Research transparency: a welcome climb or a slippery slope?

Louise Corti, the UK Data Service’s Director of Collection Development and Producer Relations discusses incentives to extend data publication in journals to qualitative research.

Over the past couple of years I have been fortunate to have been riding the wave of the recent transparency agenda emerging in political science, know as the DA-RT (Data Access and Research Transparency). In 2012 the American Political Science Association (APSA) took a collective decision to integrate DA-RT principles into its Ethics Guide, adhere to the 2014 Transparency and Openness Promotion (TOP) Guidelines, and adopt a Journal Editors’ Transparency Statement (JETS). On January 16 2016 a diverse and key set of leading journals in the field will release the first set of new DA-RT policies.

While data replication procedures are already fairly well-embedded for quantitative research-oriented journals, such as the American Journal of Political Science (AJPS) or Research and Politics which have their own stringent replication requirements (see example of a replication policy), the positon for qualitative research data is in an emergent phase. In my involvement with this US-based initiative in advising on how to extend data publication in journals to qualitative research, I want to set out some observations about how I think this is likely to be taken by the research community in the US, and in the UK too. My views are based on a 25-year stint in the world of research data sharing in the UK, commonly adopted by many academics with public funding.
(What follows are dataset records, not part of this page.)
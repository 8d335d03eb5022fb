// Copyright (c) 2025 Kodama Project. All rights reserved.
// Released under the GPL-3.0 license as described in the file LICENSE.
// Authors: Kokic (@kokic), Spore (@s-cerevisiae)

use camino::{Utf8Path, Utf8PathBuf};
use clap::Parser;
use eyre::Context;
use serde::Serialize;

use crate::{config::Settings, host};

#[derive(Parser)]
pub struct NewCommandCli {
    #[command(subcommand)]
    pub command: NewCommand,
}

#[derive(clap::Subcommand)]
pub enum NewCommand {
    /// Create a new config file.
    #[command(visible_alias = "c")]
    Config(NewConfigCommand),
}

#[derive(clap::Args)]
pub struct NewConfigCommand {
    /// Path to the new configuration file.
    #[arg(default_value_t = host::DEFAULT_CONFIG_PATH.into())]
    pub path: Utf8PathBuf,
}

/// On-disk layout read by [`host::TomlHost`]: one table per namespace.
#[derive(Serialize, Default)]
struct ConfigFile {
    katex: Settings,
}

pub fn new_config(command: &NewConfigCommand) -> eyre::Result<()> {
    new_config_inner(&command.path)
}

fn new_config_inner(config_path: &Utf8Path) -> eyre::Result<()> {
    if config_path.exists() {
        return Err(eyre::eyre!("Already exists: {}", config_path));
    }

    let toml = default_config_toml()?;
    std::fs::write(config_path, toml).wrap_err("failed to create default config file")?;
    println!("Created new config at: {}", config_path);
    Ok(())
}

fn default_config_toml() -> eyre::Result<String> {
    toml::to_string(&ConfigFile::default()).wrap_err("failed to serialize default config")
}
// Copyright (c) 2025 Kodama Project. All rights reserved.
// Released under the GPL-3.0 license as described in the file LICENSE.
// Authors: Kokic (@kokic)

pub mod strict;

use std::{borrow::Cow, collections::HashMap};

use crate::{
    config::{MacroDefinition, Settings},
    dedup::WarningDeduplicator,
    host::{self, Host, NotificationLevel},
};

pub use strict::Violation;

pub const ERROR_COLOR: &str = "#cc0000";

/// Answer of the strict callback for one violation.
#[derive(Debug, Copy, Clone, PartialEq, Eq)]
pub enum StrictAction {
    /// Accept the construct and keep parsing permissively.
    Ignore,
    /// Reject the construct, failing the render.
    Error,
}

pub struct RenderOptions<'a> {
    pub display_mode: bool,
    pub trust: bool,
    pub macros: HashMap<String, String>,
    pub strict: &'a mut dyn FnMut(&Violation) -> StrictAction,
}

/// A formula typesetting engine.
pub trait Typesetter {
    /// Render `source` to an HTML string, or fail with the engine's message.
    fn render_to_string(&self, source: &str, options: &mut RenderOptions<'_>) -> eyre::Result<String>;
}

/// Ask `options.strict` about each violation of `source`, failing on the
/// first rejected fatal one.
///
/// Returns the source to typeset, with every rejected non-fatal construct
/// replaced by a space.
pub fn check_strictness<'s>(source: &'s str, options: &mut RenderOptions<'_>) -> eyre::Result<Cow<'s, str>> {
    let mut dropped = Vec::new();
    for violation in strict::scan(source, options.display_mode) {
        if (options.strict)(&violation) == StrictAction::Error {
            if violation.is_fatal() {
                return Err(eyre::eyre!("{}", violation.strict_error()));
            }
            dropped.extend(violation.span);
        }
    }
    if dropped.is_empty() {
        return Ok(Cow::Borrowed(source));
    }

    let mut kept = String::with_capacity(source.len());
    let mut last = 0;
    for span in dropped {
        kept.push_str(&source[last..span.start]);
        kept.push(' ');
        last = span.end;
    }
    kept.push_str(&source[last..]);
    Ok(Cow::Owned(kept))
}

/// KaTeX, run in the embedded JS engine of the [`katex`] crate.
///
/// The engine does not expose KaTeX's strict callback, so strictness is
/// decided up front by [`check_strictness`].
#[derive(Debug, Default, Clone, Copy)]
pub struct KatexTypesetter;

impl Typesetter for KatexTypesetter {
    fn render_to_string(&self, source: &str, options: &mut RenderOptions<'_>) -> eyre::Result<String> {
        let source = check_strictness(source, options)?;

        let mut builder = katex::Opts::builder();
        builder
            .display_mode(options.display_mode)
            .trust(options.trust)
            .throw_on_error(true);
        let mut opts = builder
            .build()
            .map_err(|e| eyre::eyre!("invalid KaTeX options: {}", e))?;
        for (name, expansion) in &options.macros {
            opts.add_macro(name.clone(), expansion.clone());
        }

        katex::render_with_opts(&source, &opts).map_err(|err| match err {
            katex::Error::JsExecError(detail) => eyre::eyre!("{}", detail),
            other => eyre::eyre!(other).wrap_err("KaTeX engine is unavailable"),
        })
    }
}

/// Result of rendering one formula.
#[derive(Debug, Clone, PartialEq, Eq)]
pub enum Formula {
    Rendered(String),
    Failed { message: String, fallback: String },
}

impl Formula {
    pub fn is_rendered(&self) -> bool {
        matches!(self, Formula::Rendered(_))
    }

    pub fn html(&self) -> &str {
        match self {
            Formula::Rendered(html) => html,
            Formula::Failed { fallback, .. } => fallback,
        }
    }
}

/// Collect macro definitions into a table. A later definition of the same
/// name replaces an earlier one.
pub fn merge_macros(macros: &[MacroDefinition]) -> HashMap<String, String> {
    macros.iter().fold(HashMap::new(), |mut table, m| {
        table.insert(m.name.clone(), m.expansion.clone());
        table
    })
}

/// Markup KaTeX itself emits for a formula it failed to render.
pub fn error_span(source: &str, message: &str) -> String {
    format!(
        r#"<span class="katex-error" title="{}" style="color:{}">{}</span>"#,
        htmlize::escape_attribute(message),
        ERROR_COLOR,
        htmlize::escape_text(source)
    )
}

pub fn render_formula<T, H>(
    typesetter: &T,
    source: &str,
    settings: &Settings,
    warnings: &mut WarningDeduplicator,
    host: &H,
) -> Formula
where
    T: Typesetter + ?Sized,
    H: Host + ?Sized,
{
    let allowed = &settings.allowed_features;
    let mut strict = |violation: &Violation| {
        if allowed.allows(violation.feature) {
            return StrictAction::Ignore;
        }
        if warnings.should_show(&format!("{}{}", source, violation.message)) {
            let message = format!("KaTeX: {} [{}]", violation.message, violation.feature);
            host::notify(host, &message, NotificationLevel::Error);
        }
        StrictAction::Error
    };

    let mut options = RenderOptions {
        display_mode: settings.display_mode,
        trust: true,
        macros: merge_macros(&settings.macros),
        strict: &mut strict,
    };

    match typesetter.render_to_string(source, &mut options) {
        Ok(html) => Formula::Rendered(html),
        Err(err) => {
            let message = format!("{:#}", err);
            color_print::ceprintln!("<y>Warning: failed to render formula: {}</>", message);
            Formula::Failed {
                fallback: error_span(source, &message),
                message,
            }
        }
    }
}

#[cfg(test)]
pub(crate) mod test {
    use std::cell::RefCell;

    use serde_json::json;

    use super::*;
    use crate::{
        config::{AllowedFeatures, FeatureName},
        host::test::MockHost,
    };

    /// Typesetter echoing its input, recording the options of every call.
    #[derive(Default)]
    pub struct EchoTypesetter {
        pub calls: RefCell<Vec<(bool, bool, HashMap<String, String>)>>,
    }

    impl Typesetter for EchoTypesetter {
        fn render_to_string(&self, source: &str, options: &mut RenderOptions<'_>) -> eyre::Result<String> {
            self.calls.borrow_mut().push((
                options.display_mode,
                options.trust,
                options.macros.clone(),
            ));
            let source = check_strictness(source, options)?;
            Ok(format!("<span class=\"katex\">{}</span>", source))
        }
    }

    fn settings_with(allowed_features: AllowedFeatures) -> Settings {
        Settings {
            allowed_features,
            ..Settings::default()
        }
    }

    /// The part of KaTeX's output that depends on layout only, not on the source text.
    fn katex_html(html: &str) -> &str {
        &html[html.find("katex-html").expect("no katex-html in output")..]
    }

    #[test]
    fn test_merge_macros_last_wins() {
        let table = merge_macros(&[
            MacroDefinition::new(r"\R", r"\mathbb{R}"),
            MacroDefinition::new(r"\N", r"\mathbb{N}"),
            MacroDefinition::new(r"\R", r"\mathbf{R}"),
        ]);
        assert_eq!(table.len(), 2);
        assert_eq!(table[r"\R"], r"\mathbf{R}");
        assert_eq!(table[r"\N"], r"\mathbb{N}");
    }

    #[test]
    fn test_error_span_escapes() {
        assert_eq!(
            error_span("a<b", "Expected \"}\""),
            r#"<span class="katex-error" title="Expected &quot;}&quot;" style="color:#cc0000">a&lt;b</span>"#
        );
    }

    #[test]
    fn test_options_follow_settings() {
        let typesetter = EchoTypesetter::default();
        let host = MockHost::empty();
        let mut warnings = WarningDeduplicator::new();
        let settings = Settings {
            display_mode: true,
            allowed_features: [FeatureName::HtmlExtension].into_iter().collect(),
            macros: vec![MacroDefinition::new(r"\foo", "bar")],
        };

        let formula = render_formula(&typesetter, "x", &settings, &mut warnings, &host);
        assert_eq!(formula, Formula::Rendered("<span class=\"katex\">x</span>".into()));

        let calls = typesetter.calls.borrow();
        let (display_mode, trust, macros) = &calls[0];
        assert!(*display_mode);
        assert!(*trust);
        assert_eq!(macros[r"\foo"], "bar");
    }

    #[test]
    fn test_trusted_by_default() {
        let typesetter = EchoTypesetter::default();
        let mut warnings = WarningDeduplicator::new();
        render_formula(&typesetter, "x", &Settings::default(), &mut warnings, &MockHost::empty());
        assert!(typesetter.calls.borrow()[0].1);
    }

    #[test]
    fn test_rejected_new_line_is_dropped() {
        let typesetter = EchoTypesetter::default();
        let host = MockHost::empty();
        let mut warnings = WarningDeduplicator::new();
        let settings = Settings {
            display_mode: true,
            ..Settings::default()
        };

        for _ in 0..2 {
            let formula = render_formula(&typesetter, r"a \\[1em] b \newline c", &settings, &mut warnings, &host);
            assert_eq!(formula, Formula::Rendered("<span class=\"katex\">a   b   c</span>".into()));
        }
        assert_eq!(
            host.notifications(),
            [r"KaTeX: In LaTeX, \\ or \newline does nothing in display mode [newLineInDisplayMode]"]
        );
    }

    #[test]
    fn test_allow_all_ignores_violations() {
        let typesetter = EchoTypesetter::default();
        let host = MockHost::empty();
        let mut warnings = WarningDeduplicator::new();
        let settings = settings_with(AllowedFeatures::All);

        let source = "\\htmlId{a}{é} \\kern1mu % end \u{1F600}";
        let formula = render_formula(&typesetter, source, &settings, &mut warnings, &host);
        assert!(formula.is_rendered());
        assert!(host.notifications().is_empty());
        assert!(warnings.is_empty());
    }

    #[test]
    fn test_allowed_feature_is_ignored() {
        let typesetter = EchoTypesetter::default();
        let host = MockHost::empty();
        let mut warnings = WarningDeduplicator::new();
        let settings = settings_with([FeatureName::CommentAtEnd].into_iter().collect());

        let formula = render_formula(&typesetter, "x % note", &settings, &mut warnings, &host);
        assert!(formula.is_rendered());
        assert!(host.notifications().is_empty());
    }

    #[test]
    fn test_disallowed_feature_notifies_once() {
        let typesetter = EchoTypesetter::default();
        let host = MockHost::empty();
        let mut warnings = WarningDeduplicator::new();
        let settings = Settings::default();

        for _ in 0..2 {
            let formula = render_formula(&typesetter, "x % note", &settings, &mut warnings, &host);
            let Formula::Failed { message, fallback } = formula else {
                panic!("strict violation must fail the render");
            };
            assert!(message.contains("[commentAtEnd]"));
            assert!(fallback.starts_with(r#"<span class="katex-error""#));
            assert!(fallback.ends_with(">x % note</span>"));
        }

        assert_eq!(host.notifications().len(), 1);
        assert!(host.notifications()[0].starts_with("KaTeX: % comment has no terminating newline"));
        assert!(host.notifications()[0].ends_with("[commentAtEnd]"));
        assert_eq!(host.levels(), [NotificationLevel::Error]);

        // Another formula with the same problem is a new warning.
        render_formula(&typesetter, "y % note", &settings, &mut warnings, &host);
        assert_eq!(host.notifications().len(), 2);
    }

    #[test]
    fn test_notification_failure_still_renders_fallback() {
        let typesetter = EchoTypesetter::default();
        let host = MockHost::failing();
        let mut warnings = WarningDeduplicator::new();
        let formula = render_formula(&typesetter, "é", &Settings::default(), &mut warnings, &host);
        assert!(!formula.is_rendered());
        assert_eq!(warnings.len(), 1);
    }

    #[test]
    fn test_katex_renders() {
        let mut warnings = WarningDeduplicator::new();
        let host = MockHost::empty();
        let formula = render_formula(&KatexTypesetter, "x^2", &Settings::default(), &mut warnings, &host);
        assert!(formula.is_rendered());
        assert!(formula.html().contains(r#"class="katex""#));
        assert!(formula.html().contains("msup"));
    }

    #[test]
    fn test_katex_display_mode() {
        let mut warnings = WarningDeduplicator::new();
        let host = MockHost::empty();
        let settings = Settings {
            display_mode: true,
            ..Settings::default()
        };
        let formula = render_formula(&KatexTypesetter, "x^2", &settings, &mut warnings, &host);
        assert!(formula.html().contains("katex-display"));
    }

    #[test]
    fn test_katex_macro_expands_like_its_body() {
        let mut warnings = WarningDeduplicator::new();
        let host = MockHost::empty();
        let settings = Settings {
            macros: vec![MacroDefinition::new(r"\foo", "bar")],
            ..Settings::default()
        };

        let with_macro = render_formula(&KatexTypesetter, r"\foo", &settings, &mut warnings, &host);
        let literal = render_formula(&KatexTypesetter, "bar", &settings, &mut warnings, &host);
        assert!(with_macro.is_rendered());
        assert_eq!(katex_html(with_macro.html()), katex_html(literal.html()));
    }

    #[test]
    fn test_katex_display_new_line_renders() {
        let mut warnings = WarningDeduplicator::new();
        let host = MockHost::empty();
        let settings = Settings {
            display_mode: true,
            ..Settings::default()
        };

        for _ in 0..2 {
            let formula = render_formula(&KatexTypesetter, r"a \\ b", &settings, &mut warnings, &host);
            assert!(formula.is_rendered());
            assert!(formula.html().contains("katex-display"));
        }
        assert_eq!(host.notifications().len(), 1);
        assert!(host.notifications()[0].ends_with("[newLineInDisplayMode]"));
    }

    #[test]
    fn test_katex_href_is_trusted() {
        let mut warnings = WarningDeduplicator::new();
        let host = MockHost::empty();
        let formula = render_formula(
            &KatexTypesetter,
            r"\href{https://a.b}{x}",
            &Settings::default(),
            &mut warnings,
            &host,
        );
        assert!(formula.is_rendered());
        assert!(formula.html().contains(r#"href="https://a.b""#));
        assert!(!formula.html().contains(ERROR_COLOR));
    }

    #[test]
    fn test_katex_verb_renders() {
        let mut warnings = WarningDeduplicator::new();
        let host = MockHost::empty();
        let formula = render_formula(&KatexTypesetter, r"\verb|é|", &Settings::default(), &mut warnings, &host);
        assert!(formula.is_rendered());
        assert!(host.notifications().is_empty());
    }

    #[test]
    fn test_katex_parse_error_falls_back() {
        let mut warnings = WarningDeduplicator::new();
        let host = MockHost::new(json!({}));
        let formula = render_formula(&KatexTypesetter, r"\frac{a}{", &Settings::default(), &mut warnings, &host);
        let Formula::Failed { message, fallback } = formula else {
            panic!("incomplete formula must not render");
        };
        assert!(message.contains("KaTeX parse error"));
        assert!(fallback.contains(r"\frac{a}{"));
        // Engine failures are logged, not notified.
        assert!(host.notifications().is_empty());
    }
}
I also sat on a panel on open data at the recent Political Science Association (PSA) annual heads conference where we discussed this issue.

The political science wave is fast moving, and in some senses may be better placed to kick start the sparse practice of sharing qualitative data in the US, and extend the Open agenda.

But first I want to start with looking at the ‘transparency’ dialogue space. I frequently note a confused and confusing use of terminology: Open Research; Open Access and Open Data. The notion of transparency is inherent in all three of these paradigms. ‘Open Access’ concerns egalitarian access to knowledge outputs such as journal papers, and ‘Open Data’ has a more specific definition; according to the Open Knowledge Foundation, whereby “Open means anyone can freely access, use, modify, and share for any purpose (subject, at most, to requirements that preserve provenance and openness)”. Some social science research data cannot be completely open due to ethical and legal restrictions. For me, research transparency is really about Open Research.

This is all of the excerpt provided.